__How to complete this task__
For the string "bars", report how many lines in the records below contain it, and nothing more.

Available data START

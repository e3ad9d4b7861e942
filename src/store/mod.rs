mod http;
mod local;
pub mod memory;

pub use http::HttpStore;
pub use local::LocalStore;
pub use memory::MemoryStore;

use serde_json::Value;
use std::path::Path;

use crate::bill::{Bill, CreatedBill, ReceiptFile, UploadedFile};
use crate::config::{resolve_data_dir, Config};
use crate::error::{BilledError, Result, StoreError};

/// Remote data access for bill records and receipt files.
///
/// `list` hands back raw records: the services validate and coerce them.
pub trait BillsStore {
    fn list(&self, user_email: &str) -> std::result::Result<Vec<Value>, StoreError>;

    fn upload(&self, file: &ReceiptFile) -> std::result::Result<UploadedFile, StoreError>;

    fn create(&self, bill: &Bill) -> std::result::Result<CreatedBill, StoreError>;

    /// Replace an existing bill, matched on `bill.id`
    fn update(&self, bill: &Bill) -> std::result::Result<CreatedBill, StoreError>;
}

/// Open the store backend selected in config.toml
pub fn open(config: &Config, cfg_dir: &Path) -> Result<Box<dyn BillsStore>> {
    match config.store.backend.as_str() {
        "local" => {
            let data_dir = resolve_data_dir(&config.store.data_dir, cfg_dir);
            Ok(Box::new(LocalStore::open(data_dir)?))
        }
        "http" => {
            let base_url = config
                .store
                .base_url
                .clone()
                .ok_or(BilledError::MissingBaseUrl)?;
            Ok(Box::new(HttpStore::new(
                base_url,
                config.store.token.clone(),
                config.store.timeout_secs,
            )))
        }
        other => Err(BilledError::UnknownBackend(other.to_string())),
    }
}

pub(crate) fn missing_id() -> StoreError {
    StoreError::with_status(404, "Erreur 404: bill has no id")
}
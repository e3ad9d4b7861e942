//! In-memory store, used as the test double for the services.

use serde_json::{json, Value};
use std::cell::{Cell, RefCell};

use super::{missing_id, BillsStore};
use crate::bill::{Bill, CreatedBill, ReceiptFile, UploadedFile};
use crate::error::StoreError;

#[derive(Debug, Default)]
pub struct MemoryStore {
    records: RefCell<Vec<Value>>,
    next_id: Cell<u32>,
    list_calls: Cell<usize>,
    upload_calls: Cell<usize>,
    reject_list: RefCell<Option<StoreError>>,
    reject_upload: RefCell<Option<StoreError>>,
    reject_create: RefCell<Option<StoreError>>,
    reject_update: RefCell<Option<StoreError>>,
}

impl MemoryStore {
    pub fn new() -> Self {
        Self::default()
    }

    /// Store holding the four reference bills of user `a@a`
    pub fn seeded() -> Self {
        Self::with_records(fixture_bills())
    }

    pub fn with_records(records: Vec<Value>) -> Self {
        Self {
            records: RefCell::new(records),
            ..Self::default()
        }
    }

    pub fn records(&self) -> Vec<Value> {
        self.records.borrow().clone()
    }

    pub fn list_calls(&self) -> usize {
        self.list_calls.get()
    }

    pub fn upload_calls(&self) -> usize {
        self.upload_calls.get()
    }

    /// Fail the next `list` call only
    pub fn reject_next_list(&self, err: StoreError) {
        *self.reject_list.borrow_mut() = Some(err);
    }

    pub fn reject_next_upload(&self, err: StoreError) {
        *self.reject_upload.borrow_mut() = Some(err);
    }

    pub fn reject_next_create(&self, err: StoreError) {
        *self.reject_create.borrow_mut() = Some(err);
    }

    pub fn reject_next_update(&self, err: StoreError) {
        *self.reject_update.borrow_mut() = Some(err);
    }

    fn next_id(&self) -> String {
        let id = self.next_id.get() + 1;
        self.next_id.set(id);
        format!("mem-{id:04}")
    }
}

fn take(slot: &RefCell<Option<StoreError>>) -> Result<(), StoreError> {
    match slot.borrow_mut().take() {
        Some(err) => Err(err),
        None => Ok(()),
    }
}

impl BillsStore for MemoryStore {
    fn list(&self, user_email: &str) -> Result<Vec<Value>, StoreError> {
        self.list_calls.set(self.list_calls.get() + 1);
        take(&self.reject_list)?;
        // like the remote store, records without an email still come back
        Ok(self
            .records
            .borrow()
            .iter()
            .filter(|r| match r.get("email").and_then(Value::as_str) {
                Some(email) => email == user_email,
                None => true,
            })
            .cloned()
            .collect())
    }

    fn upload(&self, file: &ReceiptFile) -> Result<UploadedFile, StoreError> {
        self.upload_calls.set(self.upload_calls.get() + 1);
        take(&self.reject_upload)?;
        Ok(UploadedFile {
            file_url: format!("https://localhost:3456/images/{}", file.name),
            file_name: file.name.clone(),
        })
    }

    fn create(&self, bill: &Bill) -> Result<CreatedBill, StoreError> {
        take(&self.reject_create)?;
        let id = self.next_id();
        let mut record = serde_json::to_value(bill)?;
        record["id"] = Value::String(id.clone());
        self.records.borrow_mut().push(record);
        Ok(CreatedBill { id })
    }

    fn update(&self, bill: &Bill) -> Result<CreatedBill, StoreError> {
        take(&self.reject_update)?;
        let id = bill.id.clone().ok_or_else(missing_id)?;
        let mut records = self.records.borrow_mut();
        let slot = records
            .iter_mut()
            .find(|r| r.get("id").and_then(Value::as_str) == Some(id.as_str()))
            .ok_or_else(|| StoreError::with_status(404, "Erreur 404"))?;
        *slot = serde_json::to_value(bill)?;
        Ok(CreatedBill { id })
    }
}

/// The four reference bills: one pending, one accepted, two refused
pub fn fixture_bills() -> Vec<Value> {
    vec![
        json!({
            "id": "47qAXb6fIm2zOKkLzMro",
            "vat": "80",
            "fileUrl": "https://test.storage.tld/v0/b/billable-677b6.appspot.com/o/justificatifs%2Fpreview-facture-free-201801-pdf-1.jpg?alt=media&token=c1640e12-a24b-4b11-ae52-529112e9602a",
            "status": "pending",
            "type": "Hôtel et logement",
            "commentary": "séminaire billed",
            "name": "encore",
            "fileName": "preview-facture-free-201801-pdf-1.jpg",
            "date": "2004-04-04",
            "amount": 400,
            "commentAdmin": "ok",
            "email": "a@a",
            "pct": 20
        }),
        json!({
            "id": "BeKy5Mo4jkmdfPGYpTxZ",
            "vat": "",
            "amount": 100,
            "name": "test1",
            "fileName": "1592770761.jpeg",
            "commentary": "plop",
            "pct": 20,
            "type": "Transports",
            "email": "a@a",
            "fileUrl": "https://test.storage.tld/v0/b/billable-677b6.appspot.com/o/justificatifs%2F1592770761.jpeg?alt=media&token=7685cd61-c112-42bc-9929-8a799bb82d8b",
            "date": "2001-01-01",
            "status": "refused",
            "commentAdmin": "en fait non"
        }),
        json!({
            "id": "UIUZtnPQvnbFnB0ozvJh",
            "name": "test3",
            "email": "a@a",
            "type": "Services en ligne",
            "vat": "60",
            "pct": 20,
            "commentAdmin": "bon bah d'accord",
            "amount": 300,
            "status": "accepted",
            "date": "2003-03-03",
            "commentary": "",
            "fileName": "facture-client-php-exportee-dans-document-pdf-enregistre-sur-disque-dur.png",
            "fileUrl": "https://test.storage.tld/v0/b/billable-677b6.appspot.com/o/justificatifs%2Ffacture-client-php-exportee-dans-document-pdf-enregistre-sur-disque-dur.png?alt=media&token=571d34cb-9c8f-430a-af52-66221cae1da3"
        }),
        json!({
            "id": "qcCK3SzECmaZAGRrHjaC",
            "status": "refused",
            "pct": 20,
            "amount": 200,
            "email": "a@a",
            "name": "test2",
            "vat": "40",
            "fileName": "preview-facture-free-201801-pdf-1.jpg",
            "date": "2002-02-02",
            "commentAdmin": "pas la bonne facture",
            "commentary": "test2",
            "type": "Restaurants et bars",
            "fileUrl": "https://test.storage.tld/v0/b/billable-677b6.appspot.com/o/justificatifs%2Fpreview-facture-free-201801-pdf-1.jpg?alt=media&token=4df6ed2c-12c8-42a2-b013-346c1346f732"
        }),
    ]
}

#[cfg(test)]
mod tests {
    use super::*;
    use crate::bill::list::parse_record;
    use crate::bill::BillStatus;

    #[test]
    fn test_update_replaces_record() {
        let store = MemoryStore::seeded();
        let mut bill = parse_record(&fixture_bills()[0]).unwrap();
        bill.status = BillStatus::Accepted;

        let updated = store.update(&bill).unwrap();
        assert_eq!(updated.id, "47qAXb6fIm2zOKkLzMro");
        let records = store.records();
        assert_eq!(records[0]["status"], "accepted");
    }

    #[test]
    fn test_update_unknown_id_is_not_found() {
        let store = MemoryStore::seeded();
        let mut bill = parse_record(&fixture_bills()[0]).unwrap();
        bill.id = Some("nope".to_string());
        let err = store.update(&bill).unwrap_err();
        assert_eq!(err.status, Some(404));
    }

    #[test]
    fn test_rejected_update_leaves_record_alone() {
        let store = MemoryStore::seeded();
        store.reject_next_update(StoreError::with_status(500, "Erreur 500"));
        let mut bill = parse_record(&fixture_bills()[0]).unwrap();
        bill.status = BillStatus::Refused;

        let err = store.update(&bill).unwrap_err();
        assert_eq!(err.kind(), crate::error::ErrorKind::ServerError);
        assert_eq!(store.records()[0]["status"], "pending");

        // one-shot
        store.update(&bill).unwrap();
        assert_eq!(store.records()[0]["status"], "refused");
    }

    #[test]
    fn test_list_is_scoped_to_user() {
        let store = MemoryStore::seeded();
        assert_eq!(store.list("a@a").unwrap().len(), 4);
        assert!(store.list("b@b").unwrap().is_empty());
    }
}
pub mod format;
pub mod list;
mod model;
pub mod new_bill;
pub mod receipt;

pub use format::{format_date, format_status};
pub use list::list_bills;
pub use model::{
    media_type_for, Bill, BillStatus, CreatedBill, DisplayBill, ExpenseType, Receipt, ReceiptFile,
    Route, UploadedFile, DEFAULT_PCT,
};
pub use new_bill::{
    build_bill, check_submittable, stage_upload, submit, validate_file_extension, BillForm,
    NewBillSession, SessionState, StagedUpload, Submission,
};
pub use receipt::{preview, ReceiptPreview};
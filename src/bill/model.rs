use serde::{Deserialize, Serialize};
use std::fmt;
use std::path::Path;
use std::str::FromStr;

use crate::error::BilledError;

/// VAT rate applied when a bill does not carry one
pub const DEFAULT_PCT: u32 = 20;

/// Expense categories accepted on a bill
#[derive(Debug, Clone, Copy, PartialEq, Eq, Serialize, Deserialize)]
#[serde(try_from = "String", into = "String")]
pub enum ExpenseType {
    Transport,
    Restaurant,
    Hotel,
    OnlineServices,
    It,
    Equipment,
    OfficeSupplies,
}

impl ExpenseType {
    pub const ALL: [ExpenseType; 7] = [
        ExpenseType::Transport,
        ExpenseType::Restaurant,
        ExpenseType::Hotel,
        ExpenseType::OnlineServices,
        ExpenseType::It,
        ExpenseType::Equipment,
        ExpenseType::OfficeSupplies,
    ];

    pub fn slug(&self) -> &'static str {
        match self {
            ExpenseType::Transport => "transport",
            ExpenseType::Restaurant => "restaurant",
            ExpenseType::Hotel => "hotel",
            ExpenseType::OnlineServices => "online-services",
            ExpenseType::It => "it",
            ExpenseType::Equipment => "equipment",
            ExpenseType::OfficeSupplies => "office-supplies",
        }
    }

    /// Label stored on the wire and shown to users
    pub fn label(&self) -> &'static str {
        match self {
            ExpenseType::Transport => "Transports",
            ExpenseType::Restaurant => "Restaurants et bars",
            ExpenseType::Hotel => "Hôtel et logement",
            ExpenseType::OnlineServices => "Services en ligne",
            ExpenseType::It => "IT et électronique",
            ExpenseType::Equipment => "Equipement et matériel",
            ExpenseType::OfficeSupplies => "Fournitures de bureau",
        }
    }
}

impl fmt::Display for ExpenseType {
    fn fmt(&self, f: &mut fmt::Formatter<'_>) -> fmt::Result {
        f.write_str(self.label())
    }
}

impl FromStr for ExpenseType {
    type Err = BilledError;

    fn from_str(s: &str) -> Result<Self, Self::Err> {
        let wanted = s.trim().to_lowercase();
        ExpenseType::ALL
            .into_iter()
            .find(|t| t.slug() == wanted || t.label().to_lowercase() == wanted)
            .ok_or_else(|| BilledError::InvalidExpenseType(s.to_string()))
    }
}

impl TryFrom<String> for ExpenseType {
    type Error = BilledError;

    fn try_from(value: String) -> Result<Self, Self::Error> {
        value.parse()
    }
}

impl From<ExpenseType> for String {
    fn from(value: ExpenseType) -> Self {
        value.label().to_string()
    }
}

#[derive(Debug, Clone, Copy, PartialEq, Eq, Default, Serialize, Deserialize)]
#[serde(rename_all = "lowercase")]
pub enum BillStatus {
    #[default]
    Pending,
    Accepted,
    Refused,
}

impl BillStatus {
    pub fn label(&self) -> &'static str {
        match self {
            BillStatus::Pending => "En attente",
            BillStatus::Accepted => "Accepté",
            BillStatus::Refused => "Refusé",
        }
    }

    pub fn from_wire(s: &str) -> Option<Self> {
        match s {
            "pending" => Some(BillStatus::Pending),
            "accepted" => Some(BillStatus::Accepted),
            "refused" => Some(BillStatus::Refused),
            _ => None,
        }
    }

    pub fn as_wire(&self) -> &'static str {
        match self {
            BillStatus::Pending => "pending",
            BillStatus::Accepted => "accepted",
            BillStatus::Refused => "refused",
        }
    }
}

impl fmt::Display for BillStatus {
    fn fmt(&self, f: &mut fmt::Formatter<'_>) -> fmt::Result {
        f.write_str(self.as_wire())
    }
}

/// Uploaded receipt referenced by a bill
#[derive(Debug, Clone, PartialEq, Serialize, Deserialize)]
#[serde(rename_all = "camelCase")]
pub struct Receipt {
    pub file_url: String,
    pub file_name: String,
}

#[derive(Debug, Clone, PartialEq, Serialize, Deserialize)]
#[serde(rename_all = "camelCase")]
pub struct Bill {
    #[serde(default, skip_serializing_if = "Option::is_none")]
    pub id: Option<String>,
    pub email: String,
    #[serde(rename = "type")]
    pub expense_type: ExpenseType,
    pub name: String,
    pub amount: f64,
    /// ISO `YYYY-MM-DD`; records read back from a store may hold anything
    pub date: String,
    #[serde(default)]
    pub vat: f64,
    pub pct: u32,
    #[serde(default)]
    pub commentary: String,
    #[serde(flatten)]
    pub receipt: Option<Receipt>,
    #[serde(default)]
    pub status: BillStatus,
    #[serde(default, skip_serializing_if = "Option::is_none")]
    pub comment_admin: Option<String>,
}

impl Bill {
    pub fn file_url(&self) -> Option<&str> {
        self.receipt.as_ref().map(|r| r.file_url.as_str())
    }

    pub fn file_name(&self) -> Option<&str> {
        self.receipt.as_ref().map(|r| r.file_name.as_str())
    }
}

/// A bill with presentation-ready fields
#[derive(Debug, Clone, PartialEq, Serialize)]
#[serde(rename_all = "camelCase")]
pub struct DisplayBill {
    #[serde(flatten)]
    pub bill: Bill,
    pub formatted_date: String,
    pub formatted_status: String,
}

/// A receipt file picked by the user, not yet uploaded
#[derive(Debug, Clone, PartialEq)]
pub struct ReceiptFile {
    pub name: String,
    pub media_type: String,
    pub bytes: Vec<u8>,
}

impl ReceiptFile {
    pub fn new(name: impl Into<String>, media_type: impl Into<String>, bytes: Vec<u8>) -> Self {
        Self {
            name: name.into(),
            media_type: media_type.into(),
            bytes,
        }
    }

    /// Read a file from disk, inferring the media type from its extension
    pub fn from_path(path: &Path) -> crate::error::Result<Self> {
        let bytes = std::fs::read(path)?;
        let name = path
            .file_name()
            .map(|n| n.to_string_lossy().into_owned())
            .unwrap_or_default();
        let media_type = media_type_for(&name).to_string();
        Ok(Self {
            name,
            media_type,
            bytes,
        })
    }
}

pub fn media_type_for(file_name: &str) -> &'static str {
    let ext = file_name
        .rsplit_once('.')
        .map(|(_, ext)| ext.to_lowercase())
        .unwrap_or_default();
    match ext.as_str() {
        "jpg" | "jpeg" => "image/jpeg",
        "png" => "image/png",
        "pdf" => "application/pdf",
        _ => "application/octet-stream",
    }
}

/// Store response to a receipt upload
#[derive(Debug, Clone, PartialEq, Serialize, Deserialize)]
#[serde(rename_all = "camelCase")]
pub struct UploadedFile {
    pub file_url: String,
    pub file_name: String,
}

#[derive(Debug, Clone, PartialEq, Serialize, Deserialize)]
pub struct CreatedBill {
    pub id: String,
}

/// View to show once a service call succeeds
#[derive(Debug, Clone, Copy, PartialEq, Eq)]
pub enum Route {
    Bills,
}

impl Route {
    pub fn path(&self) -> &'static str {
        match self {
            Route::Bills => "#employee/bills",
        }
    }
}

#[cfg(test)]
mod tests {
    use super::*;
    use serde_json::json;

    #[test]
    fn test_expense_type_parses_slug_and_label() {
        assert_eq!("restaurant".parse::<ExpenseType>().unwrap(), ExpenseType::Restaurant);
        assert_eq!(
            "Restaurants et bars".parse::<ExpenseType>().unwrap(),
            ExpenseType::Restaurant
        );
        assert_eq!("HÔTEL ET LOGEMENT".parse::<ExpenseType>().unwrap(), ExpenseType::Hotel);
        assert!("groceries".parse::<ExpenseType>().is_err());
    }

    #[test]
    fn test_bill_serializes_wire_shape() {
        let bill = Bill {
            id: None,
            email: "a@a".to_string(),
            expense_type: ExpenseType::Transport,
            name: "train".to_string(),
            amount: 42.0,
            date: "2022-01-24".to_string(),
            vat: 7.0,
            pct: 20,
            commentary: String::new(),
            receipt: Some(Receipt {
                file_url: "https://example.test/r.jpg".to_string(),
                file_name: "r.jpg".to_string(),
            }),
            status: BillStatus::Pending,
            comment_admin: None,
        };

        let value = serde_json::to_value(&bill).unwrap();
        assert_eq!(value["type"], json!("Transports"));
        assert_eq!(value["status"], json!("pending"));
        assert_eq!(value["fileUrl"], json!("https://example.test/r.jpg"));
        assert_eq!(value["fileName"], json!("r.jpg"));
        assert!(value.get("id").is_none());
    }

    #[test]
    fn test_bill_without_receipt_omits_file_fields() {
        let value = json!({
            "email": "a@a",
            "type": "Transports",
            "name": "bus",
            "amount": 2.0,
            "date": "2022-01-01",
            "pct": 20
        });
        let bill: Bill = serde_json::from_value(value).unwrap();
        assert!(bill.receipt.is_none());
        assert_eq!(bill.status, BillStatus::Pending);

        let back = serde_json::to_value(&bill).unwrap();
        assert!(back.get("fileUrl").is_none());
        assert!(back.get("fileName").is_none());
    }

    #[test]
    fn test_status_wire_names_round_trip() {
        for status in [BillStatus::Pending, BillStatus::Accepted, BillStatus::Refused] {
            assert_eq!(BillStatus::from_wire(&status.to_string()), Some(status));
        }
        assert_eq!(BillStatus::from_wire("approved"), None);
    }

    #[test]
    fn test_media_type_for() {
        assert_eq!(media_type_for("a.JPG"), "image/jpeg");
        assert_eq!(media_type_for("a.png"), "image/png");
        assert_eq!(media_type_for("a"), "application/octet-stream");
    }
}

Available data END

__Your response__
3